What the task requires:
Write out the data below exactly, beginning with the first line and ending once the line that has "cursor to the end" is written.

Data to process:
//! Job records and per-host job history
//!
//! A [`JobRecord`] is shared between the worker that waits on it, the
//! background task collecting its output, and whoever inspects or joins it.
//! Everything mutable sits behind the record's own state lock; the terminal
//! status is written at most once.

use chrono::{DateTime, Utc};
use serde::Serialize;
use shoal_core::{HostSpec, JobStatus, LOST_SESSION_EXIT_CODE};
use shoal_ssh::ChannelWriter;
use std::collections::HashMap;
use std::io::{self, Read};
use std::sync::atomic::{AtomicBool, Ordering};
use std::sync::{Arc, Mutex, MutexGuard, RwLock};
use tokio::sync::{broadcast, watch, Notify};
use uuid::Uuid;

/// Capacity of the live output feed a joined terminal listens on
const LIVE_FEED_CAPACITY: usize = 1024;

/// Growable byte buffer with a read cursor
#[derive(Debug, Clone, Default, PartialEq, Eq)]
pub struct OutputBuffer {
    bytes: Vec<u8>,
    cursor: usize,
}

impl OutputBuffer {
    pub fn new() -> Self {
        Self::default()
    }

    pub fn append(&mut self, bytes: &[u8]) {
        self.bytes.extend_from_slice(bytes);
    }

    /// Everything written so far, regardless of the cursor
    pub fn as_bytes(&self) -> &[u8] {
        &self.bytes
    }

    /// Read from the cursor to the end
    pub fn read_remaining(&mut self) -> Vec<u8> {
        let rest = self.bytes[self.cursor..].to_vec();
        self.cursor = self.bytes.len();
        rest
    }

    pub fn rewind(&mut self) {
        self.cursor = 0;
    }

    /// Swap in new contents and rewind
    pub fn replace(&mut self, bytes: Vec<u8>) {
        self.bytes = bytes;
        self.cursor = 0;
    }

    pub fn len(&self) -> usize {
        self.bytes.len()
    }

    pub fn is_empty(&self) -> bool {
        self.bytes.is_empty()
    }
}

impl Read for OutputBuffer {
    fn read(&mut self, buf: &mut [u8]) -> io::Result<usize> {
        let rest = &self.bytes[self.cursor..];
        let n = rest.len().min(buf.len());
        buf[..n].copy_from_slice(&rest[..n]);
        self.cursor += n;
        Ok(n)
    }
}

/// Request to stop one job
#[derive(Debug, Default)]
pub struct KillOrder {
    requested: AtomicBool,
    wake: Notify,
}

impl KillOrder {
    pub fn request(&self) {
        self.requested.store(true, Ordering::SeqCst);
        self.wake.notify_one();
    }

    /// Consume the order; true if one was set
    pub fn take(&self) -> bool {
        self.requested.swap(false, Ordering::SeqCst)
    }

    /// Resolves once an order has been requested (may wake spuriously)
    pub async fn requested(&self) {
        self.wake.notified().await
    }
}

/// What a joined terminal sees after its replay
#[derive(Debug, Clone, PartialEq, Eq)]
pub enum LiveEvent {
    Data(Vec<u8>),
    /// The remote end closed the channel; nothing follows
    Closed,
}

#[derive(Debug, Default)]
struct JobState {
    status: JobStatus,
    finished_at: Option<DateTime<Utc>>,
    output: OutputBuffer,
    stream_closed: bool,
}

/// Snapshot handed to a joining terminal
///
/// Taken under the record's state lock, so `live` starts exactly where
/// `replay` ends. `offset` is the length of the collected output at that
/// point.
pub struct Attachment {
    pub replay: Vec<u8>,
    pub offset: usize,
    pub live: broadcast::Receiver<LiveEvent>,
    pub closed: bool,
}

/// One command run on one host
pub struct JobRecord {
    id: Uuid,
    host: HostSpec,
    command: String,
    started_at: DateTime<Utc>,
    channel: ChannelWriter,
    kill: KillOrder,
    state: Mutex<JobState>,
    live: broadcast::Sender<LiveEvent>,
    remote_exit: watch::Sender<Option<u32>>,
    settled: watch::Sender<JobStatus>,
}

impl std::fmt::Debug for JobRecord {
    fn fmt(&self, f: &mut std::fmt::Formatter<'_>) -> std::fmt::Result {
        f.debug_struct("JobRecord")
            .field("id", &self.id)
            .field("host", &self.host.to_string())
            .field("command", &self.command)
            .field("status", &self.status())
            .finish()
    }
}

impl JobRecord {
    pub fn new(host: HostSpec, command: impl Into<String>, channel: ChannelWriter) -> Arc<Self> {
        let (live, _) = broadcast::channel(LIVE_FEED_CAPACITY);
        let (remote_exit, _) = watch::channel(None);
        let (settled, _) = watch::channel(JobStatus::Pending);
        Arc::new(Self {
            id: Uuid::new_v4(),
            host,
            command: command.into(),
            started_at: Utc::now(),
            channel,
            kill: KillOrder::default(),
            state: Mutex::new(JobState::default()),
            live,
            remote_exit,
            settled,
        })
    }

    fn lock(&self) -> MutexGuard<'_, JobState> {
        self.state.lock().unwrap_or_else(|e| e.into_inner())
    }

    pub fn id(&self) -> Uuid {
        self.id
    }

    pub fn host(&self) -> &HostSpec {
        &self.host
    }

    pub fn command(&self) -> &str {
        &self.command
    }

    pub fn started_at(&self) -> DateTime<Utc> {
        self.started_at
    }

    pub fn finished_at(&self) -> Option<DateTime<Utc>> {
        self.lock().finished_at
    }

    pub fn status(&self) -> JobStatus {
        self.lock().status
    }

    pub fn is_pending(&self) -> bool {
        self.status().is_pending()
    }

    /// Input side of the job's channel
    pub fn writer(&self) -> ChannelWriter {
        self.channel.clone()
    }

    /// Ask the transport to close the job's channel
    pub fn close_channel(&self) {
        self.channel.close();
    }

    pub fn kill_order(&self) -> &KillOrder {
        &self.kill
    }

    /// Ask this job's worker to stop waiting on it. Returns false if the job
    /// already ended.
    pub fn request_kill(&self) -> bool {
        self.if_pending(|| self.kill.request())
    }

    /// Move out of `Pending`. Later calls are ignored; returns whether this
    /// call did the transition.
    pub fn finalize(&self, status: JobStatus) -> bool {
        if status.is_pending() {
            return false;
        }
        let mut state = self.lock();
        if state.status.is_terminal() {
            return false;
        }
        state.status = status;
        state.finished_at = Some(Utc::now());
        self.settled.send_replace(status);
        true
    }

    /// Like [`finalize`](Self::finalize), but the status is decided while the
    /// state lock is held. `decide` is not called if the job already ended.
    pub fn finalize_with(&self, decide: impl FnOnce() -> JobStatus) -> JobStatus {
        let mut state = self.lock();
        if state.status.is_terminal() {
            return state.status;
        }
        let status = decide();
        if status.is_terminal() {
            state.status = status;
            state.finished_at = Some(Utc::now());
            self.settled.send_replace(status);
        }
        state.status
    }

    /// Wait until the job leaves `Pending`
    pub async fn wait(&self) -> JobStatus {
        let mut settled = self.settled.subscribe();
        let status = match settled.wait_for(|status| status.is_terminal()).await {
            Ok(status) => *status,
            Err(_) => self.status(),
        };
        status
    }

    /// Run `action` under the state lock if the job is still pending
    pub fn if_pending(&self, action: impl FnOnce()) -> bool {
        let state = self.lock();
        if state.status.is_pending() {
            action();
            true
        } else {
            false
        }
    }

    /// Whole output from the start; leaves the buffer rewound
    pub fn replay(&self) -> Vec<u8> {
        let mut state = self.lock();
        state.output.rewind();
        let bytes = state.output.read_remaining();
        state.output.rewind();
        bytes
    }

    /// Store a joined terminal's transcript as the job's output.
    ///
    /// `seen` is how much of the collected output the transcript already
    /// covers; whatever was collected past it is appended.
    pub fn store_transcript(&self, mut transcript: Vec<u8>, seen: usize) {
        let mut state = self.lock();
        if let Some(tail) = state.output.as_bytes().get(seen..) {
            transcript.extend_from_slice(tail);
        }
        state.output.replace(transcript);
    }

    pub fn output_len(&self) -> usize {
        self.lock().output.len()
    }

    /// Append remote output and forward it to any joined terminal
    pub fn push_output(&self, bytes: Vec<u8>) {
        let mut state = self.lock();
        state.output.append(&bytes);
        let _ = self.live.send(LiveEvent::Data(bytes));
    }

    /// The remote command reported its exit status
    pub fn note_remote_exit(&self, code: u32) {
        self.remote_exit.send_if_modified(|exit| {
            if exit.is_none() {
                *exit = Some(code);
                true
            } else {
                false
            }
        });
    }

    /// The channel is gone. A job that never reported a status counts as
    /// having lost its session.
    pub fn mark_closed(&self) {
        {
            let mut state = self.lock();
            state.stream_closed = true;
            let _ = self.live.send(LiveEvent::Closed);
        }
        self.note_remote_exit(LOST_SESSION_EXIT_CODE);
    }

    /// Exit status reported by the remote side, waiting for it if needed
    pub async fn remote_exit(&self) -> u32 {
        let mut exit = self.remote_exit.subscribe();
        let code = match exit.wait_for(Option::is_some).await {
            Ok(code) => code.unwrap_or(LOST_SESSION_EXIT_CODE),
            Err(_) => LOST_SESSION_EXIT_CODE,
        };
        code
    }

    /// Snapshot of the buffered output plus a feed of what follows
    pub fn attach(&self) -> Attachment {
        let state = self.lock();
        Attachment {
            replay: state.output.as_bytes().to_vec(),
            offset: state.output.len(),
            live: self.live.subscribe(),
            closed: state.stream_closed,
        }
    }

    pub fn summary(&self) -> JobSummary {
        let state = self.lock();
        JobSummary {
            id: self.id,
            host: self.host.to_string(),
            command: self.command.clone(),
            started_at: self.started_at,
            finished_at: state.finished_at,
            status: state.status,
            exit_code: state.status.code(),
            output: String::from_utf8_lossy(state.output.as_bytes()).into_owned(),
        }
    }
}

/// Serializable view of a job
#[derive(Debug, Clone, Serialize)]
pub struct JobSummary {
    pub id: Uuid,
    pub host: String,
    pub command: String,
    pub started_at: DateTime<Utc>,
    pub finished_at: Option<DateTime<Utc>>,
    pub status: JobStatus,
    pub exit_code: Option<i32>,
    pub output: String,
}

type HostJobs = Arc<Mutex<Vec<Arc<JobRecord>>>>;

/// Ordered job records per host
#[derive(Debug, Default)]
pub struct JobHistory {
    hosts: RwLock<HashMap<HostSpec, HostJobs>>,
}

impl JobHistory {
    pub fn new() -> Self {
        Self::default()
    }

    fn jobs(&self, host: &HostSpec) -> Option<HostJobs> {
        self.hosts
            .read()
            .unwrap_or_else(|e| e.into_inner())
            .get(host)
            .cloned()
    }

    fn jobs_or_insert(&self, host: &HostSpec) -> HostJobs {
        if let Some(jobs) = self.jobs(host) {
            return jobs;
        }
        self.hosts
            .write()
            .unwrap_or_else(|e| e.into_inner())
            .entry(host.clone())
            .or_default()
            .clone()
    }

    pub fn append(&self, host: &HostSpec, record: Arc<JobRecord>) {
        let jobs = self.jobs_or_insert(host);
        jobs.lock().unwrap_or_else(|e| e.into_inner()).push(record);
    }

    pub fn latest(&self, host: &HostSpec) -> Option<Arc<JobRecord>> {
        let jobs = self.jobs(host)?;
        let jobs = jobs.lock().unwrap_or_else(|e| e.into_inner());
        jobs.last().cloned()
    }

    /// Oldest first
    pub fn all(&self, host: &HostSpec) -> Vec<Arc<JobRecord>> {
        match self.jobs(host) {
            Some(jobs) => jobs.lock().unwrap_or_else(|e| e.into_inner()).clone(),
            None => Vec::new(),
        }
    }

    pub fn len(&self, host: &HostSpec) -> usize {
        match self.jobs(host) {
            Some(jobs) => jobs.lock().unwrap_or_else(|e| e.into_inner()).len(),
            None => 0,
        }
    }

    /// Drop a host's records, keeping the host known
    pub fn clear(&self, host: &HostSpec) {
        if let Some(jobs) = self.jobs(host) {
            jobs.lock().unwrap_or_else(|e| e.into_inner()).clear();
        }
    }

    pub fn clear_all(&self) {
        let all: Vec<HostJobs> = self
            .hosts
            .read()
            .unwrap_or_else(|e| e.into_inner())
            .values()
            .cloned()
            .collect();
        for jobs in all {
            jobs.lock().unwrap_or_else(|e| e.into_inner()).clear();
        }
    }

    /// Drop a host entirely
    pub fn forget(&self, host: &HostSpec) {
        self.hosts
            .write()
            .unwrap_or_else(|e| e.into_inner())
            .remove(host);
    }
}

Written answer:
//! Job records and per-host job history
//!
//! A [`JobRecord`] is shared between the worker that waits on it, the
//! background task collecting its output, and whoever inspects or joins it.
//! Everything mutable sits behind the record's own state lock; the terminal
//! status is written at most once.

use chrono::{DateTime, Utc};
use serde::Serialize;
use shoal_core::{HostSpec, JobStatus, LOST_SESSION_EXIT_CODE};
use shoal_ssh::ChannelWriter;
use std::collections::HashMap;
use std::io::{self, Read};
use std::sync::atomic::{AtomicBool, Ordering};
use std::sync::{Arc, Mutex, MutexGuard, RwLock};
use tokio::sync::{broadcast, watch, Notify};
use uuid::Uuid;

/// Capacity of the live output feed a joined terminal listens on
const LIVE_FEED_CAPACITY: usize = 1024;

/// Growable byte buffer with a read cursor
#[derive(Debug, Clone, Default, PartialEq, Eq)]
pub struct OutputBuffer {
    bytes: Vec<u8>,
    cursor: usize,
}

impl OutputBuffer {
    pub fn new() -> Self {
        Self::default()
    }

    pub fn append(&mut self, bytes: &[u8]) {
        self.bytes.extend_from_slice(bytes);
    }

    /// Everything written so far, regardless of the cursor
    pub fn as_bytes(&self) -> &[u8] {
        &self.bytes
    }

    /// Read from the cursor to the end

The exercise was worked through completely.